Rebecca picked up her phone and called the number, beginning an hours-long odyssey that ended with Rebecca losing more than $20,000 to a sophisticated team of criminals before she realized she was the victim of an elaborate scam.
It started with “Jack Williams,” the alleged tech support worker who answered her call. He walked Rebecca through running diagnostics on her device. He then delivered frightening news -- her identity had been stolen and her phone had been hacked. He said he would call back from a “secure line,” which he did.
“He said the diagnostics showed hundreds of attempts at hacking my computer and also showed my phone was compromised and this was all coming from China,” Rebecca told ConsumerAffairs.
Fear and salvation
As her fear rose, Rebecca did not stop to consider how a Microsoft tech could know her identity had been stolen or that her Verizon phone had been hacked. Scammers count on that. They keep building the fear, then offer salvation.
“He then said he would call me back once he had secured my computer, but then they could see that a transfer of $10,500 was pending with American Express to www.betonline.net and that since the phone was hacked when American Express contacted me to verify the money, they diverted the contact and approved it,” Rebecca said.
Now, Rebecca was beginning to panic. She was told she was being transferred to American Express’ fraud department but was instead handed off to a female member of the scam team, who said her name was “Lisa Morgan.”
Even more bizarre turn
Next, the story took an even more bizarre turn. The alleged American Express fraud specialist explained to Rebecca that they could store the stolen money on “secure cards,” meaning gift cards. “Lisa Morgan” stayed on the line with Rebecca for hours as she went to various Target stores and purchased 38 gift cards totaling $20,800.

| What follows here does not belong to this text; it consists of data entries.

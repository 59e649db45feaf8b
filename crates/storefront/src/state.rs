//! The storefront session.
//!
//! [`Storefront`] owns every piece of client state for one site: the catalog
//! cache, cart, wishlist, account and checkout. Front ends drive it with
//! user intents and receive refreshed view models through a
//! [`RenderSurface`]. There is no global state; two sessions over two stores
//! never see each other's data.

use std::future::Future;

use tracing::{debug, instrument};

use markethub_core::{CheckoutStatus, Email, ProductId};

use crate::cart::{Cart, LineChange};
use crate::catalog::{ALL_CATEGORIES, Catalog, ProductSource};
use crate::checkout::{Checkout, OrderConfirmation, ShippingForm};
use crate::config::StorefrontConfig;
use crate::error::{AppError, Result};
use crate::models::{Notification, Product, UserProfile};
use crate::services::account::{AccountService, LoginForm, SignupForm};
use crate::services::newsletter;
use crate::store::{Namespace, SharedStore};
use crate::views::{CartView, ProductCardView, WishlistView};
use crate::wishlist::Wishlist;

/// Where the storefront pushes view updates.
///
/// Every method defaults to doing nothing so a surface only implements what
/// it displays.
pub trait RenderSurface: Send {
    /// The visible product grid changed.
    fn products_changed(&mut self, _cards: &[ProductCardView]) {}

    /// Cart contents or totals changed.
    fn cart_changed(&mut self, _cart: &CartView) {}

    /// Wishlist membership changed.
    fn wishlist_changed(&mut self, _wishlist: &WishlistView) {}

    /// Show a transient message.
    fn notify(&mut self, _notification: &Notification) {}

    /// The checkout moved to a new status.
    fn checkout_changed(&mut self, _status: CheckoutStatus) {}
}

/// A surface that discards every update.
#[derive(Debug, Default, Clone, Copy)]
pub struct NullSurface;

impl RenderSurface for NullSurface {}

/// What the product grid is currently showing.
#[derive(Debug, Clone, PartialEq, Eq)]
enum ProductFilter {
    Category(String),
    Search(String),
}

/// One storefront session.
pub struct Storefront {
    namespace: Namespace,
    catalog: Catalog,
    cart: Cart,
    wishlist: Wishlist,
    account: AccountService,
    checkout: Checkout,
    filter: ProductFilter,
    surface: Box<dyn RenderSurface>,
}

impl std::fmt::Debug for Storefront {
    fn fmt(&self, f: &mut std::fmt::Formatter<'_>) -> std::fmt::Result {
        f.debug_struct("Storefront")
            .field("namespace", &self.namespace)
            .field("cart", &self.cart)
            .field("wishlist", &self.wishlist)
            .field("checkout", &self.checkout)
            .field("filter", &self.filter)
            .finish_non_exhaustive()
    }
}

impl Storefront {
    /// Open a session, restoring persisted cart, wishlist and profile.
    ///
    /// Unreadable persisted state is discarded and starts empty.
    #[must_use]
    pub fn open(
        config: &StorefrontConfig,
        store: SharedStore,
        surface: Box<dyn RenderSurface>,
    ) -> Self {
        let namespace = config.site.clone();
        Self {
            catalog: Catalog::new(),
            cart: Cart::load_or_reset(store.clone(), &namespace),
            wishlist: Wishlist::load_or_reset(store.clone(), &namespace),
            account: AccountService::load_or_reset(store, &namespace),
            checkout: Checkout::new(config.checkout_delay),
            filter: ProductFilter::Category(ALL_CATEGORIES.to_string()),
            namespace,
            surface,
        }
    }

    #[must_use]
    pub const fn namespace(&self) -> &Namespace {
        &self.namespace
    }

    #[must_use]
    pub const fn catalog(&self) -> &Catalog {
        &self.catalog
    }

    #[must_use]
    pub const fn cart(&self) -> &Cart {
        &self.cart
    }

    #[must_use]
    pub const fn wishlist(&self) -> &Wishlist {
        &self.wishlist
    }

    /// The signed-in profile, if any.
    #[must_use]
    pub const fn user(&self) -> Option<&UserProfile> {
        self.account.current()
    }

    #[must_use]
    pub const fn checkout_status(&self) -> CheckoutStatus {
        self.checkout.status()
    }

    /// Whether the checkout form can be opened.
    #[must_use]
    pub fn can_checkout(&self) -> bool {
        !self.cart.is_empty() && self.checkout.status().accepts_submit()
    }

    /// Push every view model to the surface.
    pub fn render_all(&mut self) {
        self.render_products();
        self.render_cart();
        self.render_wishlist();
    }

    // --- Catalog ---

    /// Load products from `source` and redraw the grid.
    ///
    /// # Errors
    ///
    /// Returns `AppError::Catalog` if the load fails; the previous product
    /// list stays visible and the user is told they can retry.
    #[instrument(skip_all, fields(namespace = %self.namespace))]
    pub async fn refresh_catalog<S: ProductSource>(&mut self, source: &S) -> Result<usize> {
        match self.catalog.load(source).await {
            Ok(count) => {
                self.render_products();
                Ok(count)
            }
            Err(e) => Err(self.report(e)),
        }
    }

    /// Show only products in `category` (`"all"` for everything).
    pub fn show_category(&mut self, category: &str) {
        self.filter = ProductFilter::Category(category.to_string());
        self.render_products();
    }

    /// Show products whose title or category matches `query`.
    pub fn search(&mut self, query: &str) {
        self.filter = ProductFilter::Search(query.to_string());
        self.render_products();
    }

    /// Products the grid currently shows.
    #[must_use]
    pub fn visible_products(&self) -> Vec<Product> {
        match &self.filter {
            ProductFilter::Category(category) => self.catalog.filter_by_category(category),
            ProductFilter::Search(query) => self.catalog.search(query),
        }
    }

    /// Cards for the products the grid currently shows.
    #[must_use]
    pub fn product_cards(&self) -> Vec<ProductCardView> {
        ProductCardView::list(&self.visible_products(), &self.wishlist)
    }

    // --- Cart ---

    /// Add one unit of a catalog product to the cart.
    ///
    /// Returns the cart's new item count, or `None` if the product is not in
    /// the catalog.
    pub fn add_to_cart(&mut self, product_id: ProductId) -> Option<u64> {
        let Some(product) = self.catalog.get(product_id) else {
            debug!(product_id = %product_id, "Ignoring add for unknown product");
            return None;
        };
        let count = self.cart.add(&product);
        self.render_cart();
        self.notify(Notification::success("Added to cart!"));
        Some(count)
    }

    /// Change a line's quantity by `delta`, removing it at zero.
    pub fn update_quantity(&mut self, product_id: ProductId, delta: i64) -> LineChange {
        let change = self.cart.update_quantity(product_id, delta);
        match change {
            LineChange::Missing => {}
            LineChange::Updated { .. } => self.render_cart(),
            LineChange::Removed => {
                self.render_cart();
                self.notify(Notification::info("Removed from cart"));
            }
        }
        change
    }

    /// Remove a line. Returns whether one was removed.
    pub fn remove_from_cart(&mut self, product_id: ProductId) -> bool {
        let removed = self.cart.remove(product_id);
        if removed {
            self.render_cart();
            self.notify(Notification::info("Removed from cart"));
        }
        removed
    }

    /// Empty the cart.
    pub fn clear_cart(&mut self) {
        self.cart.clear();
        self.render_cart();
    }

    // --- Wishlist ---

    /// Like or unlike a product.
    ///
    /// Returns whether the product is liked afterwards, or `None` if it is
    /// neither in the catalog nor already on the wishlist.
    pub fn toggle_wishlist(&mut self, product_id: ProductId) -> Option<bool> {
        let product = self.catalog.get(product_id).or_else(|| {
            self.wishlist
                .entries()
                .iter()
                .find(|entry| entry.product.id == product_id)
                .map(|entry| entry.product.clone())
        });
        let Some(product) = product else {
            debug!(product_id = %product_id, "Ignoring wishlist toggle for unknown product");
            return None;
        };

        let liked = self.wishlist.toggle(&product);
        self.render_wishlist();
        self.render_products();
        if liked {
            self.notify(Notification::success("Added to wishlist! ❤️"));
        } else {
            self.notify(Notification::info("Removed from wishlist"));
        }
        Some(liked)
    }

    /// Unlike everything.
    pub fn clear_wishlist(&mut self) {
        if self.wishlist.count() == 0 {
            return;
        }
        self.wishlist.clear();
        self.render_wishlist();
        self.render_products();
        self.notify(Notification::info("Wishlist cleared"));
    }

    // --- Account ---

    /// Sign in.
    ///
    /// # Errors
    ///
    /// Returns `AppError::Account` if the form is incomplete or the email is
    /// malformed.
    pub fn sign_in(&mut self, form: &LoginForm) -> Result<UserProfile> {
        match self.account.login(form) {
            Ok(profile) => {
                let profile = profile.clone();
                self.notify(Notification::success("Login successful! Welcome back! 🎉"));
                Ok(profile)
            }
            Err(e) => Err(self.report(e)),
        }
    }

    /// Create an account and sign in.
    ///
    /// # Errors
    ///
    /// Returns `AppError::Account` if the form is incomplete, the email is
    /// malformed, or the password is too short.
    pub fn sign_up(&mut self, form: &SignupForm) -> Result<UserProfile> {
        match self.account.sign_up(form) {
            Ok(profile) => {
                let profile = profile.clone();
                self.notify(Notification::success("Account created successfully! 🎉"));
                Ok(profile)
            }
            Err(e) => Err(self.report(e)),
        }
    }

    /// Sign out. Returns whether someone was signed in.
    pub fn sign_out(&mut self) -> bool {
        let signed_out = self.account.sign_out();
        if signed_out {
            self.notify(Notification::info("You have been signed out"));
        }
        signed_out
    }

    // --- Forms ---

    /// Subscribe an email address to the newsletter.
    ///
    /// # Errors
    ///
    /// Returns `AppError::Newsletter` for a blank or malformed address.
    pub fn subscribe_newsletter(&mut self, email: &str) -> Result<Email> {
        match newsletter::subscribe(email) {
            Ok(email) => {
                self.notify(Notification::success("Thank you for subscribing! 🎉"));
                Ok(email)
            }
            Err(e) => Err(self.report(e)),
        }
    }

    // --- Checkout ---

    /// Place an order for the cart's contents.
    ///
    /// # Errors
    ///
    /// Returns `AppError::Checkout` if the cart is empty or the form is
    /// incomplete. The cart is untouched in that case.
    pub async fn checkout(&mut self, form: &ShippingForm) -> Result<OrderConfirmation> {
        self.checkout_until(form, std::future::pending()).await
    }

    /// Place an order, abandoning it if `cancel` resolves first.
    ///
    /// # Errors
    ///
    /// As [`Storefront::checkout`], plus `CheckoutError::Cancelled` when
    /// `cancel` wins.
    #[instrument(skip_all, fields(namespace = %self.namespace))]
    pub async fn checkout_until<C>(
        &mut self,
        form: &ShippingForm,
        cancel: C,
    ) -> Result<OrderConfirmation>
    where
        C: Future<Output = ()>,
    {
        if let Err(e) = self.checkout.begin(form, &self.cart) {
            self.surface.checkout_changed(self.checkout.status());
            return Err(self.report(e));
        }
        self.surface.checkout_changed(CheckoutStatus::Processing);

        let result = self.checkout.process(form, &mut self.cart, cancel).await;
        self.surface.checkout_changed(self.checkout.status());
        match result {
            Ok(confirmation) => {
                self.render_cart();
                self.notify(Notification::success(format!(
                    "Order #{} placed! Thank you for shopping with us.",
                    confirmation.order_number.short()
                )));
                Ok(confirmation)
            }
            Err(e) => Err(self.report(e)),
        }
    }

    // --- Rendering ---

    fn render_products(&mut self) {
        let cards = self.product_cards();
        self.surface.products_changed(&cards);
    }

    fn render_cart(&mut self) {
        let view = CartView::from(&self.cart);
        self.surface.cart_changed(&view);
    }

    fn render_wishlist(&mut self) {
        let view = WishlistView::from(&self.wishlist);
        self.surface.wishlist_changed(&view);
    }

    fn notify(&mut self, notification: Notification) {
        self.surface.notify(&notification);
    }

    /// Tell the user about `err` and hand it back for propagation.
    fn report(&mut self, err: impl Into<AppError>) -> AppError {
        let err = err.into();
        let notification = err.notification();
        self.surface.notify(&notification);
        err
    }
}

“She told me I needed to give her the card ID and access numbers so she could put the funds back once a 24-hour freeze on my Social Security number was complete,” Rebecca said. “I asked her repeatedly about why we needed to remove these funds and she said once the freeze was put on my Social Security number all assets would be seized. So I gave her the card IDs and access numbers.”

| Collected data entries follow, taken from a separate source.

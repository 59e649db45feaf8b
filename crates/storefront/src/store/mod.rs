//! Persistent key-value storage for storefront state.
//!
//! Cart, wishlist and account state are stored as JSON documents under
//! per-site keys (`"<site>Cart"`, `"<site>Wishlist"`, `"<site>User"`).
//!
//! # Backends
//!
//! - [`MemoryStore`] - In-process map, used by tests and ephemeral sessions
//! - [`FileStore`] - One JSON file per key under a state directory
//!
//! # Write semantics
//!
//! Managers treat writes as fire-and-forget: a failed write is logged and the
//! in-memory state stays authoritative. Reads are validated against the
//! expected schema and fail with [`StoreError::Corrupt`] on mismatch.

mod file;
mod memory;

use std::fmt;
use std::sync::Arc;

use serde::Serialize;
use serde::de::DeserializeOwned;
use serde_json::Value;
use thiserror::Error;

pub use file::FileStore;
pub use memory::MemoryStore;

/// Errors that can occur when reading or writing persisted state.
#[derive(Debug, Error)]
pub enum StoreError {
    /// Filesystem operation failed.
    #[error("I/O error: {0}")]
    Io(#[from] std::io::Error),

    /// Value could not be encoded as JSON.
    #[error("serialization error: {0}")]
    Serialize(#[from] serde_json::Error),

    /// Stored value does not match the expected shape.
    #[error("corrupt state under {key}: {reason}")]
    Corrupt { key: String, reason: String },

    /// Key contains characters the backend cannot store.
    #[error("invalid storage key: {0}")]
    InvalidKey(String),

    /// Backend is unusable (e.g. a poisoned lock or a simulated outage).
    #[error("store unavailable: {0}")]
    Unavailable(String),
}

impl StoreError {
    /// Build a [`StoreError::Corrupt`] for a key.
    pub fn corrupt(key: &str, reason: impl fmt::Display) -> Self {
        Self::Corrupt {
            key: key.to_string(),
            reason: reason.to_string(),
        }
    }

    /// Whether this error means the stored data is unreadable and should be reset.
    #[must_use]
    pub const fn is_corrupt(&self) -> bool {
        matches!(self, Self::Corrupt { .. })
    }
}

/// A durable key-value store of JSON documents.
pub trait KeyValueStore: Send + Sync {
    /// Read the value stored under `key`, if any.
    ///
    /// # Errors
    ///
    /// Returns `StoreError` if the backend fails or the stored bytes are not JSON.
    fn get(&self, key: &str) -> Result<Option<Value>, StoreError>;

    /// Store `value` under `key`, replacing any previous value.
    ///
    /// # Errors
    ///
    /// Returns `StoreError` if the backend fails.
    fn set(&self, key: &str, value: Value) -> Result<(), StoreError>;

    /// Delete the value under `key`. Deleting a missing key is not an error.
    ///
    /// # Errors
    ///
    /// Returns `StoreError` if the backend fails.
    fn remove(&self, key: &str) -> Result<(), StoreError>;
}

/// Shared handle to a store, held by every manager of one session.
pub type SharedStore = Arc<dyn KeyValueStore>;

/// The state slots persisted per site.
#[derive(Debug, Clone, Copy, PartialEq, Eq, Hash)]
pub enum Slot {
    Cart,
    Wishlist,
    User,
}

impl Slot {
    const fn suffix(self) -> &'static str {
        match self {
            Self::Cart => "Cart",
            Self::Wishlist => "Wishlist",
            Self::User => "User",
        }
    }
}

/// Per-site key prefix keeping each storefront's state isolated.
#[derive(Debug, Clone, PartialEq, Eq, Hash)]
pub struct Namespace(String);

impl Namespace {
    /// Create a namespace from a site name (e.g. `detrend`).
    #[must_use]
    pub fn new(site: impl Into<String>) -> Self {
        Self(site.into())
    }

    /// The site name.
    #[must_use]
    pub fn as_str(&self) -> &str {
        &self.0
    }

    /// Storage key for a slot, e.g. `detrendCart`.
    #[must_use]
    pub fn key(&self, slot: Slot) -> String {
        format!("{}{}", self.0, slot.suffix())
    }
}

impl Default for Namespace {
    fn default() -> Self {
        Self::new("detrend")
    }
}

impl fmt::Display for Namespace {
    fn fmt(&self, f: &mut fmt::Formatter<'_>) -> fmt::Result {
        f.write_str(&self.0)
    }
}

/// Read and decode a typed value.
///
/// # Errors
///
/// Returns `StoreError::Corrupt` if the stored JSON does not decode as `T`,
/// or any backend error.
pub fn load_json<T: DeserializeOwned>(
    store: &dyn KeyValueStore,
    key: &str,
) -> Result<Option<T>, StoreError> {
    match store.get(key)? {
        None | Some(Value::Null) => Ok(None),
        Some(value) => serde_json::from_value(value)
            .map(Some)
            .map_err(|e| StoreError::corrupt(key, e)),
    }
}

/// Encode and write a typed value.
///
/// # Errors
///
/// Returns `StoreError` if encoding or the backend write fails.
pub fn save_json<T: Serialize + ?Sized>(
    store: &dyn KeyValueStore,
    key: &str,
    value: &T,
) -> Result<(), StoreError> {
    let value = serde_json::to_value(value)?;
    store.set(key, value)
}

/// Fire-and-forget write: failures are logged, never surfaced.
pub(crate) fn persist<T: Serialize + ?Sized>(store: &dyn KeyValueStore, key: &str, value: &T) {
    if let Err(e) = save_json(store, key, value) {
        tracing::warn!(key, error = %e, "Failed to persist state");
    }
}

/// Fire-and-forget delete.
pub(crate) fn forget(store: &dyn KeyValueStore, key: &str) {
    if let Err(e) = store.remove(key) {
        tracing::warn!(key, error = %e, "Failed to remove persisted state");
    }
}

After Rebecca provided the numbers, the scammers disappeared, along with her money.
Her story is a cautionary tale about the importance of knowing how these criminals operate, including how they engage in psychological operations that prevent people from thinking rationally about their situation.
Here is some information that every consumer should have to avoid this type of scam:
Microsoft says its error messages never contain a telephone number. Microsoft also never initiates a telephone call.
Scammers try to create a sense of fear and urgency. They want the victim to act without thinking.
The scammer tells the victim not to tell anyone what they are doing. This is always a sign of a scam.
The victim is told to pay using gift cards. This is a scam 100 percent of the time.
Once she realized she had been the victim of a crime, Rebecca did everything correctly. She contacted both American Express and Target to report what happened. She also filed a report with her local police department.
More importantly, she told her story. She says she hopes it prevents others from falling victim to scams.